Add local monitoring using Telegraf and InfluxDB #302

yfyf · 2025-12-19T11:16:00Z

Prompted by the mysterious networking and memory issues we have been battling for the past month, I think it is time we start doing some proper system observability.

This PR is an initial step, which introduces:

metric collection using Telegraf
local metric storage using InfluxDB v1

Goals / constrains

Quick "online" analysis during remote maintenance (via SSH)
Convenient "offline" analysis via a DB backup+restore
Future path for centralized data collection
Minimal extra load on the system (mem, CPU, I/O)
Reasonable extra local disk usage (<300MB)
Easy to customize, extend and maintain

Why InfluxDB

Part of the standard TIG / TIC(K) stack
Flexible querying capabilities (InfluxQL / Flux)
Good DB maintenance tools
Can setup flexible retention policies
Integrated downsampling via continuous queries (v1) or tasks (v2, v3)
Supported by nearly all collection agents
Good integration with Grafana and other plotting tools
Can use the same DB for local and central collection

Why v1 and not v2 or v3

v1 is "just" a timeseries database. v2 integrates "tasks", plotting (UI) and alerting, which we don't need.
v2 and v3 are columnar stores, which I doubt we'd benefit a lot from, because we don't intend to collect too many fields per-series (see PR)
Much easier to setup and maintain (v2 forces you to use buckets, authentication and all kinds of other things we do not need for local storage)
At this point, v1 is quite old, but still supported by InfluxData and rock solid.
When we do set up the centralized DB, we can use InfluxDB v2 or even v3, because it might be convenient to have the whole stack in one place. Or we can do InfluxDB v1 + Chronograf or Grafana.

Why Telegraf

Same stack and company as InfluxDB, so less chances for compatibility issues
Push-based
Can easily manage 'granularity' of collected metrics (fields, tags, etc)
Can do advanced filtering/aggregation
Has some useful plugins (e.g. systemd_units), that are missing elsewhere
Nothing very unique though, probably replaceable with other agents/collectors

Alternatives considered and dropped

collectd+RRD, Prometheus, VictoriaMetrics, Netdata

collectd + RRD

Main benefit is that it is super lightweight and supports RRD as a storage backend, which offers transparent downsampling, allowing to keep local data for very long periods (years)
RRD stores everything in separate files, which can lead to high disk I/O, issues if many metrics are tracked
Plugin selection is limited
Plugin configuration is messy
Working with RRD both remotely and locally is very inconvenient, would need to convert to an intermediate format to use any of the modern graphing tools
Dealing with series tags/metadata is very annoying
No longer actively developed, very dated in all senses

Prometheus

One of the gold standards, but it is pull-based, mostly oriented towards cloud-infrastructure and does not really offer a good "local-only" setup.

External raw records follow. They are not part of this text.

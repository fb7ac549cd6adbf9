pub mod config;
pub mod cylinder;
pub mod error;
pub mod geometry;
pub mod simulation;
pub mod strands;
pub mod surface;
pub mod utils;

use std::sync::Arc;

use rand::rngs::StdRng;

pub use config::{HairConfig, OrbitConfig, RenderConfig};
pub use cylinder::{strand_cylinders, CylinderMesh};
pub use error::HairError;
pub use geometry::{strands_to_line_segments, HairLines, LineGeometry, StrandStyle};
pub use simulation::{HairSimulation, ParticleChain, SimulationConfig, StrandSimulator};
pub use strands::{generate_strands, HairStrands, Strand, StrandsConfig};
pub use surface::{sample_points, HairRoots, SamplePoint, SamplingConfig, SurfaceMesh, SurfaceSampler};
pub use utils::{flat_to_triples, triples_to_flat};

pub trait VisualDebug {
    type Flags;
    #[cfg(feature = "bevy")]
    fn debug(&self, gizmos: &mut bevy_gizmos::prelude::Gizmos, debug_flags: Self::Flags);
}

/// One stage of hair generation, built from the output of the stage before.
pub trait HairPipelinePhase: Sized {
    type Previous;
    type Config;
    type Builder;
    fn generate_from(
        prev: Self::Previous,
        config: &Self::Config,
        builder: &mut Self::Builder,
    ) -> Result<Self, HairError>;
}

pub trait Grow {
    fn grow<Next>(
        self,
        config: &Next::Config,
        builder: &mut Next::Builder,
    ) -> Result<Next, HairError>
    where
        Next: HairPipelinePhase<Previous = Self>;
}

impl<T> Grow for T {
    fn grow<Next>(
        self,
        config: &<Next as HairPipelinePhase>::Config,
        builder: &mut <Next as HairPipelinePhase>::Builder,
    ) -> Result<Next, HairError>
    where
        Next: HairPipelinePhase<Previous = T>,
    {
        Next::generate_from(self, config, builder)
    }
}

impl HairPipelinePhase for HairRoots {
    type Previous = SurfaceMesh;
    type Config = SamplingConfig;
    type Builder = StdRng;
    fn generate_from(
        prev: Self::Previous,
        config: &Self::Config,
        rng: &mut Self::Builder,
    ) -> Result<Self, HairError> {
        let points = sample_points(&prev, config.samples, rng)?;
        Ok(HairRoots { points })
    }
}

impl HairPipelinePhase for HairStrands {
    type Previous = HairRoots;
    type Config = StrandsConfig;
    type Builder = ();
    fn generate_from(
        prev: Self::Previous,
        config: &Self::Config,
        _: &mut Self::Builder,
    ) -> Result<Self, HairError> {
        let strands = generate_strands(&prev.points, config.segments, config.length)?;
        Ok(HairStrands { strands })
    }
}

impl HairPipelinePhase for HairLines {
    type Previous = HairStrands;
    type Config = Arc<StrandStyle>;
    type Builder = ();
    fn generate_from(
        prev: Self::Previous,
        style: &Self::Config,
        _: &mut Self::Builder,
    ) -> Result<Self, HairError> {
        Ok(strands_to_line_segments(&prev.strands, style.clone()))
    }
}

impl HairPipelinePhase for HairSimulation {
    type Previous = HairLines;
    type Config = SimulationConfig;
    type Builder = ();
    fn generate_from(
        prev: Self::Previous,
        config: &Self::Config,
        _: &mut Self::Builder,
    ) -> Result<Self, HairError> {
        HairSimulation::from_lines(prev, config)
    }
}
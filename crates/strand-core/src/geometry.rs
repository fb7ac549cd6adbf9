use std::sync::Arc;

use glam::Vec3;
use serde::{Deserialize, Serialize};

use crate::strands::Strand;
use crate::utils::{flat_to_triples, triples_to_flat, write_triples};
use crate::HairError;

/// Look shared by every strand line. Line backends are free to ignore `width`.
#[derive(Debug, Clone, Copy, PartialEq, Serialize, Deserialize)]
#[serde(default)]
pub struct StrandStyle {
    /// sRGBA
    pub color: [f32; 4],
    pub width: f32,
}

impl Default for StrandStyle {
    fn default() -> Self {
        Self {
            color: [0., 0., 0., 1.],
            width: 50.,
        }
    }
}

/// Vertex buffer of a line-list, 3 floats per vertex.
#[derive(Debug, Clone, Default, PartialEq)]
pub struct LineGeometry {
    positions: Vec<f32>,
    needs_update: bool,
}

impl LineGeometry {
    pub fn from_points(points: &[Vec3]) -> Self {
        Self {
            positions: triples_to_flat(points),
            needs_update: false,
        }
    }

    pub fn from_flat(positions: Vec<f32>) -> Result<Self, HairError> {
        if positions.len() % 3 != 0 {
            return Err(HairError::MalformedBuffer {
                len: positions.len(),
            });
        }
        Ok(Self {
            positions,
            needs_update: false,
        })
    }

    pub fn positions(&self) -> &[f32] {
        &self.positions
    }

    pub fn vertex_count(&self) -> usize {
        self.positions.len() / 3
    }

    pub fn vertices(&self) -> Result<Vec<Vec3>, HairError> {
        flat_to_triples(&self.positions)
    }

    /// Overwrites the leading vertices and flags the buffer for re-upload.
    pub fn set_vertices(&mut self, vertices: &[Vec3]) {
        write_triples(&mut self.positions, vertices);
        self.needs_update = true;
    }

    pub fn needs_update(&self) -> bool {
        self.needs_update
    }

    /// Returns whether the buffer changed since the last call, clearing the flag.
    pub fn take_needs_update(&mut self) -> bool {
        std::mem::take(&mut self.needs_update)
    }
}

/// Turns a strand into disjoint segments `(p0, p1), (p1, p2), ...`.
pub fn strand_segments(strand: &Strand) -> LineGeometry {
    let points: Vec<Vec3> = strand
        .points()
        .windows(2)
        .flat_map(|w| [w[0], w[1]])
        .collect();
    LineGeometry::from_points(&points)
}

#[derive(Debug, Clone)]
pub struct HairLines {
    pub style: Arc<StrandStyle>,
    pub lines: Vec<LineGeometry>,
}

pub fn strands_to_line_segments(strands: &[Strand], style: Arc<StrandStyle>) -> HairLines {
    let lines: Vec<_> = strands.iter().map(strand_segments).collect();
    tracing::debug!(lines = lines.len(), "converted strands to line segments");
    HairLines { style, lines }
}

VictoriaMetrics (for storage/query engine)

According to reviews its super fast, offers a lot of flexibility in terms of setup, but is also very complex and huge. If the downsampling feature would be part of the open-source edition, might be worth to consider, but now it just seems to do more than we need.

Netdata

Wanted to try it out, because it offers an "all-in-one" setup (agent, storage, query, plotting). It quite liked the agent part, but query/plotting part is quite awkward, maybe more oriented towards 24/7 monitoring/alerting, which does not fit our use-case where we often need to do ad-hoc analysis.

Operational side

"Online" analysis would be as simple as ssh -L 8086:8086 host and then using either influx -database playos to perform manual queries, or launching Chronograf/Grafana with localhost:8086 as an InfluxDB data source (for testing I was using docker run -it --net host chronograf:alpine --influxdb-url=http://localhost:8086)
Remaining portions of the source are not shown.